Courtney Gartshore, de 28 anos, foi condenada a seis anos de prisão pela morte da filha Dahlia-Rose, que tinha apenas 2 meses de vida. A sentença foi anunciada nesta sexta-feira, dia 14 de agosto, pelo Tribunal Superior de Edimburgo, na Escócia. Ela havia sido considerada culpada de homicídio culposo durante o julgamento realizado no mês passado.
O caso aconteceu em setembro de 2023, na cidade de Peterhead. A bebê apresentou lesões na cabeça, rosto, pescoço, parte superior do corpo e braço direito. Segundo o juiz Simon Collins, a causa mais provável da morte foi uma combinação de hipotermia e insolação. Para ele, a mãe descumpriu de forma grave o dever de proteger a criança.
As investigações concluíram que Dahlia-Rose foi exposta a uma fonte intensa de calor durante um longo período entre as 4h e as 9h do dia 30 de setembro de 2023. Um secador de cabelo foi encontrado ligado na tomada ao lado da cama onde a mãe estava. A dinâmica exata do que aconteceu, porém, não foi esclarecida.

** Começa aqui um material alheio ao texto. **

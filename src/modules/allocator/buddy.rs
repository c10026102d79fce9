use std::collections::HashMap;

use log::trace;

use super::{AllocCounters, Allocator};
use crate::error::{MemoryError, Result};
use crate::util::is_power_of_two;
use crate::{Address, BlockId, SharedMemory};

#[derive(Debug, Clone, Copy)]
struct BuddyBlock {
    start: Address,
    size: usize,
}

/// Power-of-two buddy allocator.
///
/// Free blocks sit in per-class lists indexed by `log2(size)`. A block's
/// buddy is always at `start ^ size`, and every block start is a multiple
/// of its size, so coalescing reconstructs the canonical partition without
/// any adjacency scan.
pub struct BuddyAllocator {
    memory: SharedMemory,
    min_block_size: usize,
    max_block_size: usize,
    /// `free_lists[class]` holds start addresses of free blocks of size
    /// `2^class`.
    free_lists: Vec<Vec<Address>>,
    live: HashMap<BlockId, BuddyBlock>,
    by_addr: HashMap<Address, BlockId>,
    requested: HashMap<BlockId, usize>,
    next_block_id: BlockId,
    counters: AllocCounters,
}

impl BuddyAllocator {
    pub fn new(memory: SharedMemory, min_block_size: usize) -> Result<Self> {
        let total_size = memory.borrow().total_size();
        if !is_power_of_two(total_size) {
            return Err(MemoryError::InvalidConfig(format!(
                "memory size {} is not a power of two",
                total_size
            )));
        }
        if !is_power_of_two(min_block_size) {
            return Err(MemoryError::InvalidConfig(format!(
                "minimum block size {} is not a power of two",
                min_block_size
            )));
        }
        if min_block_size > total_size {
            return Err(MemoryError::InvalidConfig(format!(
                "minimum block size {} exceeds memory size {}",
                min_block_size, total_size
            )));
        }

        memory.borrow_mut().update_used(0);
        let max_class = total_size.trailing_zeros() as usize;
        let mut free_lists = vec![Vec::new(); max_class + 1];
        free_lists[max_class].push(0);

        Ok(BuddyAllocator {
            memory,
            min_block_size,
            max_block_size: total_size,
            free_lists,
            live: HashMap::new(),
            by_addr: HashMap::new(),
            requested: HashMap::new(),
            next_block_id: 1,
            counters: AllocCounters::default(),
        })
    }

    pub fn min_block_size(&self) -> usize {
        self.min_block_size
    }

    pub fn max_block_size(&self) -> usize {
        self.max_block_size
    }

    /// Pops a free block of exactly `size` bytes, splitting a larger block
    /// down if no exact one is free.
    fn take_block(&mut self, size: usize) -> Option<Address> {
        let class = size.trailing_zeros() as usize;
        let from = (class..self.free_lists.len()).find(|&c| !self.free_lists[c].is_empty())?;

        // Split down, keeping the left half and parking the right
        for c in (class + 1..=from).rev() {
            let block = self.free_lists[c].pop()?;
            trace!("buddy split: {:#x} into two blocks of {}", block, 1usize << (c - 1));
            self.free_lists[c - 1].push(block + (1u64 << (c - 1)));
            self.free_lists[c - 1].push(block);
        }
        self.free_lists[class].pop()
    }

    /// Returns a freed block to its class list, merging with its buddy as
    /// far up as the partition allows.
    fn insert_free(&mut self, start: Address, size: usize) {
        let mut start = start;
        let mut class = size.trailing_zeros() as usize;
        let top = self.free_lists.len() - 1;

        while class < top {
            let buddy = start ^ (1u64 << class);
            let list = &mut self.free_lists[class];
            match list.iter().position(|&a| a == buddy) {
                Some(pos) => {
                    // Free buddy found: fuse and try the next class up
                    list.swap_remove(pos);
                    start = start.min(buddy);
                    class += 1;
                    trace!("buddy merge: block of {} at {:#x}", 1usize << class, start);
                }
                None => break,
            }
        }
        self.free_lists[class].push(start);
    }

    fn sync_used(&mut self) {
        let used = self.live.values().map(|b| b.size).sum();
        self.memory.borrow_mut().update_used(used);
    }

    /// Every free block as `(start, size)`, ordered by class.
    #[cfg(test)]
    pub(crate) fn free_blocks(&self) -> Vec<(Address, usize)> {
        let mut blocks = Vec::new();
        for (class, list) in self.free_lists.iter().enumerate() {
            for &start in list {
                blocks.push((start, 1usize << class));
            }
        }
        blocks
    }
}

impl Allocator for BuddyAllocator {
    fn allocate(&mut self, size: usize) -> Result<BlockId> {
        self.counters.total_allocations += 1;
        if size == 0 {
            self.counters.failed_allocations += 1;
            return Err(MemoryError::ZeroSize);
        }

        let target = size.next_power_of_two().max(self.min_block_size);
        if target > self.max_block_size {
            self.counters.failed_allocations += 1;
            return Err(MemoryError::OutOfMemory { requested: size });
        }

        let start = match self.take_block(target) {
            Some(start) => start,
            None => {
                self.counters.failed_allocations += 1;
                return Err(MemoryError::OutOfMemory { requested: size });
            }
        };

        let id = self.next_block_id;
        self.next_block_id += 1;
        self.live.insert(id, BuddyBlock { start, size: target });
        self.by_addr.insert(start, id);
        self.requested.insert(id, size);
        self.sync_used();

        trace!("buddy allocated block {} ({} bytes at {:#x})", id, target, start);
        Ok(id)
    }

    fn deallocate(&mut self, id: BlockId) -> Result<()> {
        let block = self.live.remove(&id).ok_or(MemoryError::UnknownBlock(id))?;
        self.by_addr.remove(&block.start);
        self.requested.remove(&id);

        self.insert_free(block.start, block.size);
        self.sync_used();
        self.counters.total_deallocations += 1;

        trace!("buddy freed block {} ({} bytes at {:#x})", id, block.size, block.start);
        Ok(())
    }

    fn deallocate_by_addr(&mut self, addr: Address) -> Result<()> {
        let id = *self
            .by_addr
            .get(&addr)
            .ok_or(MemoryError::UnknownAddress(addr))?;
        self.deallocate(id)
    }

    fn block_address(&self, id: BlockId) -> Result<Address> {
        self.live
            .get(&id)
            .map(|b| b.start)
            .ok_or(MemoryError::UnknownBlock(id))
    }

    fn utilization(&self) -> f64 {
        let memory = self.memory.borrow();
        if memory.total_size() == 0 {
            return 0.0;
        }
        100.0 * memory.used_size() as f64 / memory.total_size() as f64
    }

    fn internal_fragmentation(&self) -> f64 {
        let mut served = 0usize;
        let mut requested = 0usize;
        for (id, req) in &self.requested {
            if let Some(block) = self.live.get(id) {
                served += block.size;
                requested += req;
            }
        }
        if served == 0 {
            return 0.0;
        }
        100.0 * (served - requested) as f64 / served as f64
    }

    fn external_fragmentation(&self) -> f64 {
        let total_free = self.total_free();
        if total_free == 0 {
            return 0.0;
        }
        let largest = self.largest_free_block();
        100.0 * (total_free - largest) as f64 / total_free as f64
    }

    fn total_free(&self) -> usize {
        self.free_lists
            .iter()
            .enumerate()
            .map(|(class, list)| list.len() * (1usize << class))
            .sum()
    }

    fn largest_free_block(&self) -> usize {
        self.free_lists
            .iter()
            .enumerate()
            .rev()
            .find(|(_, list)| !list.is_empty())
            .map(|(class, _)| 1usize << class)
            .unwrap_or(0)
    }

    fn count_free_blocks(&self) -> usize {
        self.free_lists.iter().map(|list| list.len()).sum()
    }

    fn count_allocated_blocks(&self) -> usize {
        self.live.len()
    }

    fn counters(&self) -> AllocCounters {
        self.counters
    }
}
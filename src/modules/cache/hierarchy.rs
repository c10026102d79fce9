use log::trace;
use serde::{Deserialize, Serialize};

use super::{CacheLevel, CacheLevelConfig, CachePolicy, CacheStats};
use crate::error::Result;
use crate::{Address, SharedMemory};

/// Geometry of the two levels of a [`CacheHierarchy`].
#[derive(Debug, Clone, Copy, Serialize, Deserialize)]
pub struct HierarchyConfig {
    pub l1: CacheLevelConfig,
    pub l2: CacheLevelConfig,
}

impl Default for HierarchyConfig {
    fn default() -> Self {
        HierarchyConfig {
            l1: CacheLevelConfig::default(),
            l2: CacheLevelConfig {
                num_sets: 16,
                associativity: 4,
                block_size: 64,
                policy: CachePolicy::Lru,
            },
        }
    }
}

/// Combined counters of both levels.
#[derive(Debug, Clone, Copy, Serialize, Deserialize)]
pub struct HierarchyStats {
    pub l1: CacheStats,
    pub l2: CacheStats,
    /// `l1.accesses + l2.accesses`.
    pub total_accesses: u64,
    /// Reads that had to go all the way to the backing store.
    pub memory_accesses: u64,
}

impl HierarchyStats {
    /// Hits at either level over every level access, in `[0, 100]`.
    pub fn overall_hit_ratio(&self) -> f64 {
        if self.total_accesses == 0 {
            return 0.0;
        }
        100.0 * (self.l1.hits + self.l2.hits) as f64 / self.total_accesses as f64
    }
}

/// An L1 in front of an L2, both over the same backing memory.
///
/// Reads are looked up top-down; each level a read misses records that miss
/// when it is refilled. Writes are write-through and only touch levels that
/// already hold the address.
pub struct CacheHierarchy {
    memory: SharedMemory,
    l1: CacheLevel,
    l2: CacheLevel,
    memory_accesses: u64,
}

impl CacheHierarchy {
    pub fn new(memory: SharedMemory, config: HierarchyConfig) -> Result<Self> {
        let l1 = CacheLevel::new(1, config.l1, memory.clone())?;
        let l2 = CacheLevel::new(2, config.l2, memory.clone())?;
        Ok(CacheHierarchy {
            memory,
            l1,
            l2,
            memory_accesses: 0,
        })
    }

    pub fn read(&mut self, addr: Address) -> Result<u8> {
        if self.l1.contains(addr) {
            return self.l1.read(addr);
        }

        if self.l2.contains(addr) {
            let value = self.l2.read(addr)?;
            // refill L1 so the next access hits it
            self.l1.fill(addr)?;
            return Ok(value);
        }

        self.memory_accesses += 1;
        let value = self.memory.borrow().read(addr)?;
        trace!("hierarchy miss: {:#x} served by memory", addr);
        self.l2.fill(addr)?;
        self.l1.fill(addr)?;
        Ok(value)
    }

    pub fn write(&mut self, addr: Address, value: u8) -> Result<()> {
        // write-through: memory first, then any level that holds the block
        self.memory.borrow_mut().write(addr, value)?;
        if self.l1.contains(addr) {
            self.l1.write(addr, value)?;
        }
        if self.l2.contains(addr) {
            self.l2.write(addr, value)?;
        }
        Ok(())
    }

    /// Invalidates both levels. The memory-access counter survives.
    pub fn flush(&mut self) {
        self.l1.flush();
        self.l2.flush();
    }

    pub fn contains_in_l1(&self, addr: Address) -> bool {
        self.l1.contains(addr)
    }

    pub fn contains_in_l2(&self, addr: Address) -> bool {
        self.l2.contains(addr)
    }

    pub fn l1(&self) -> &CacheLevel {
        &self.l1
    }

    pub fn l2(&self) -> &CacheLevel {
        &self.l2
    }

    pub fn stats(&self) -> HierarchyStats {
        let l1 = self.l1.stats();
        let l2 = self.l2.stats();
        HierarchyStats {
            l1,
            l2,
            total_accesses: l1.accesses + l2.accesses,
            memory_accesses: self.memory_accesses,
        }
    }
}
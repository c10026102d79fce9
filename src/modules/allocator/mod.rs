mod buddy;
mod standard;

pub use buddy::BuddyAllocator;
pub use standard::{FitStrategy, StandardAllocator};

use serde::{Deserialize, Serialize};

use crate::error::Result;
use crate::{Address, BlockId, SharedMemory};

/// Which allocator a system should be built with.
#[derive(Debug, Clone, Copy, PartialEq, Eq, Serialize, Deserialize)]
pub enum AllocatorType {
    FirstFit,
    BestFit,
    WorstFit,
    Buddy,
}

impl std::fmt::Display for AllocatorType {
    fn fmt(&self, f: &mut std::fmt::Formatter<'_>) -> std::fmt::Result {
        let name = match self {
            AllocatorType::FirstFit => "First Fit",
            AllocatorType::BestFit => "Best Fit",
            AllocatorType::WorstFit => "Worst Fit",
            AllocatorType::Buddy => "Buddy",
        };
        f.write_str(name)
    }
}

/// Operation counters shared by both allocators.
///
/// A failed `allocate` still counts toward `total_allocations`, so the
/// counters tell the full story of a workload, not just its happy path.
#[derive(Debug, Clone, Copy, Default, PartialEq, Eq, Serialize, Deserialize)]
pub struct AllocCounters {
    pub total_allocations: u64,
    pub failed_allocations: u64,
    pub total_deallocations: u64,
}

impl AllocCounters {
    /// Successful allocations as a percentage of all attempts.
    pub fn success_rate(&self) -> f64 {
        if self.total_allocations == 0 {
            return 0.0;
        }
        100.0 * (self.total_allocations - self.failed_allocations) as f64
            / self.total_allocations as f64
    }
}

/// Snapshot of an allocator's health for structured reporting.
#[derive(Debug, Clone, Serialize, Deserialize)]
pub struct AllocatorStats {
    pub counters: AllocCounters,
    pub utilization: f64,
    pub internal_fragmentation: f64,
    pub external_fragmentation: f64,
    pub allocated_blocks: usize,
    pub free_blocks: usize,
    pub largest_free_block: usize,
}

/// The allocator seam.
///
/// Allocators hand out address ranges of the shared backing memory and keep
/// their own bookkeeping; they never read or write the bytes themselves.
pub trait Allocator {
    /// Reserves `size` bytes and returns a fresh block id.
    fn allocate(&mut self, size: usize) -> Result<BlockId>;

    /// Releases a live allocation by id.
    fn deallocate(&mut self, id: BlockId) -> Result<()>;

    /// Releases the live allocation starting exactly at `addr`.
    fn deallocate_by_addr(&mut self, addr: Address) -> Result<()>;

    /// Start address of a live allocation.
    fn block_address(&self, id: BlockId) -> Result<Address>;

    /// Allocated bytes as a percentage of total memory.
    fn utilization(&self) -> f64;

    /// `100 * (served - requested) / served` over live allocations,
    /// `0` when nothing is live.
    fn internal_fragmentation(&self) -> f64;

    /// `100 * (total_free - largest_free) / total_free`, `0` when no
    /// memory is free.
    fn external_fragmentation(&self) -> f64;

    fn total_free(&self) -> usize;
    fn largest_free_block(&self) -> usize;
    fn count_free_blocks(&self) -> usize;
    fn count_allocated_blocks(&self) -> usize;
    fn counters(&self) -> AllocCounters;

    fn stats(&self) -> AllocatorStats {
        AllocatorStats {
            counters: self.counters(),
            utilization: self.utilization(),
            internal_fragmentation: self.internal_fragmentation(),
            external_fragmentation: self.external_fragmentation(),
            allocated_blocks: self.count_allocated_blocks(),
            free_blocks: self.count_free_blocks(),
            largest_free_block: self.largest_free_block(),
        }
    }
}

/// Tagged union over the concrete allocators so the system can hold
/// whichever one was configured without boxing.
pub enum AnyAllocator {
    Standard(StandardAllocator),
    Buddy(BuddyAllocator),
}

impl AnyAllocator {
    /// Builds the allocator `kind` over `memory`. `buddy_min_block` is only
    /// consulted for [`AllocatorType::Buddy`].
    pub fn build(
        memory: SharedMemory,
        kind: AllocatorType,
        buddy_min_block: usize,
    ) -> Result<Self> {
        Ok(match kind {
            AllocatorType::FirstFit => {
                AnyAllocator::Standard(StandardAllocator::new(memory, FitStrategy::First))
            }
            AllocatorType::BestFit => {
                AnyAllocator::Standard(StandardAllocator::new(memory, FitStrategy::Best))
            }
            AllocatorType::WorstFit => {
                AnyAllocator::Standard(StandardAllocator::new(memory, FitStrategy::Worst))
            }
            AllocatorType::Buddy => {
                AnyAllocator::Buddy(BuddyAllocator::new(memory, buddy_min_block)?)
            }
        })
    }

    pub fn kind(&self) -> AllocatorType {
        match self {
            AnyAllocator::Standard(a) => match a.fit_strategy() {
                FitStrategy::First => AllocatorType::FirstFit,
                FitStrategy::Best => AllocatorType::BestFit,
                FitStrategy::Worst => AllocatorType::WorstFit,
            },
            AnyAllocator::Buddy(_) => AllocatorType::Buddy,
        }
    }
}

macro_rules! forward {
    ($self:ident, $method:ident $(, $arg:expr)*) => {
        match $self {
            AnyAllocator::Standard(a) => a.$method($($arg),*),
            AnyAllocator::Buddy(a) => a.$method($($arg),*),
        }
    };
}

impl Allocator for AnyAllocator {
    fn allocate(&mut self, size: usize) -> Result<BlockId> {
        forward!(self, allocate, size)
    }

    fn deallocate(&mut self, id: BlockId) -> Result<()> {
        forward!(self, deallocate, id)
    }

    fn deallocate_by_addr(&mut self, addr: Address) -> Result<()> {
        forward!(self, deallocate_by_addr, addr)
    }

    fn block_address(&self, id: BlockId) -> Result<Address> {
        forward!(self, block_address, id)
    }

    fn utilization(&self) -> f64 {
        forward!(self, utilization)
    }

    fn internal_fragmentation(&self) -> f64 {
        forward!(self, internal_fragmentation)
    }

    fn external_fragmentation(&self) -> f64 {
        forward!(self, external_fragmentation)
    }

    fn total_free(&self) -> usize {
        forward!(self, total_free)
    }

    fn largest_free_block(&self) -> usize {
        forward!(self, largest_free_block)
    }

    fn count_free_blocks(&self) -> usize {
        forward!(self, count_free_blocks)
    }

    fn count_allocated_blocks(&self) -> usize {
        forward!(self, count_allocated_blocks)
    }

    fn counters(&self) -> AllocCounters {
        forward!(self, counters)
    }
}
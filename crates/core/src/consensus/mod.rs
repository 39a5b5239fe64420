//! Consensus rules deriving an image's status from its contributions.
//!
//! - `detection` - bounding-box agreement between the most recent contributions
//! - `classification` - distinct-label count across all contributions
//!
//! Both rules are pure functions of their input: recomputing against the
//! same contribution list always yields the same status.

mod classification;
mod detection;

pub use classification::decide_classification_status;
pub use detection::decide_object_detection_status;

use crate::annotation::{Contribution, Status, TaskKind};
use crate::error::Result;
use crate::params::ConsensusParams;

/// Applies the rule for `task_kind`.
///
/// `contributions` must be ordered by submission time, most recent last.
pub fn decide_status(
    task_kind: TaskKind,
    contributions: &[Contribution],
    params: &ConsensusParams,
) -> Result<Status> {
    match task_kind {
        TaskKind::ObjectDetection => decide_object_detection_status(contributions, params),
        TaskKind::ImageClassification => decide_classification_status(contributions),
    }
}

/// True if `contributions` are non-decreasing in submission time.
pub fn is_submission_ordered(contributions: &[Contribution]) -> bool {
    contributions
        .windows(2)
        .all(|w| w[0].submitted_at <= w[1].submitted_at)
}
//! Error types for the concur consensus engine.
//!
//! The engine has no recoverable-error taxonomy: well-formed input always
//! produces a status. Everything here describes malformed input, and every
//! variant names the offending field.

use thiserror::Error;

/// Rejected input, identified by the path of the offending field
/// (e.g. `contributions[1].annotations[0].boundingBox.width`).
#[derive(Error, Debug, Clone, PartialEq)]
pub enum ValidationError {
    #[error("{field}: expected a finite number, got {value}")]
    NonFinite { field: String, value: f64 },

    #[error("{field}: must not be negative, got {value}")]
    Negative { field: String, value: f64 },

    #[error("{field}: missing bounding box")]
    MissingBoundingBox { field: String },

    #[error("{field}: label must not be empty")]
    EmptyLabel { field: String },

    #[error("{field}: similarity threshold must lie within [0, 1], got {value}")]
    ThresholdOutOfRange { field: String, value: f64 },

    #[error("{field}: too many annotations to index ({count})")]
    TooManyAnnotations { field: String, count: usize },

    #[error("{field}: contribution belongs to image {got}, expected {expected}")]
    ImageMismatch {
        field: String,
        expected: String,
        got: String,
    },

    #[error("{field}: contribution {id} already recorded")]
    DuplicateContribution { field: String, id: String },
}

impl ValidationError {
    /// Path of the field that failed validation.
    pub fn field(&self) -> &str {
        match self {
            Self::NonFinite { field, .. }
            | Self::Negative { field, .. }
            | Self::MissingBoundingBox { field }
            | Self::EmptyLabel { field }
            | Self::ThresholdOutOfRange { field, .. }
            | Self::TooManyAnnotations { field, .. }
            | Self::ImageMismatch { field, .. }
            | Self::DuplicateContribution { field, .. } => field,
        }
    }
}

/// Convenience Result type alias for ValidationError.
pub type Result<T> = std::result::Result<T, ValidationError>;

A própria Courtney disse não se lembrar de ter usado o secador na filha e não deu explicações nem no julgamento, nem ao assistente social. A defesa argumentou que ela pode ter usado o aparelho para aquecer a bebê, mas de maneira imprudente, e apresentou informações sobre o histórico de traumas, problemas de saúde mental, overdoses e automutilação da ré.
O juiz Collins classificou o caso como "singularmente perturbador e angustiante" e disse que "as evidências sugerem que a acusada amava Dahlia-Rose, mas terá que viver o resto da vida com a consciência de que foi responsável por sua morte". Após a condenação, o inspetor James Callander, da polícia escocesa, afirmou que "a morte de uma criança pelas mãos de um dos pais é extremamente perturbadora".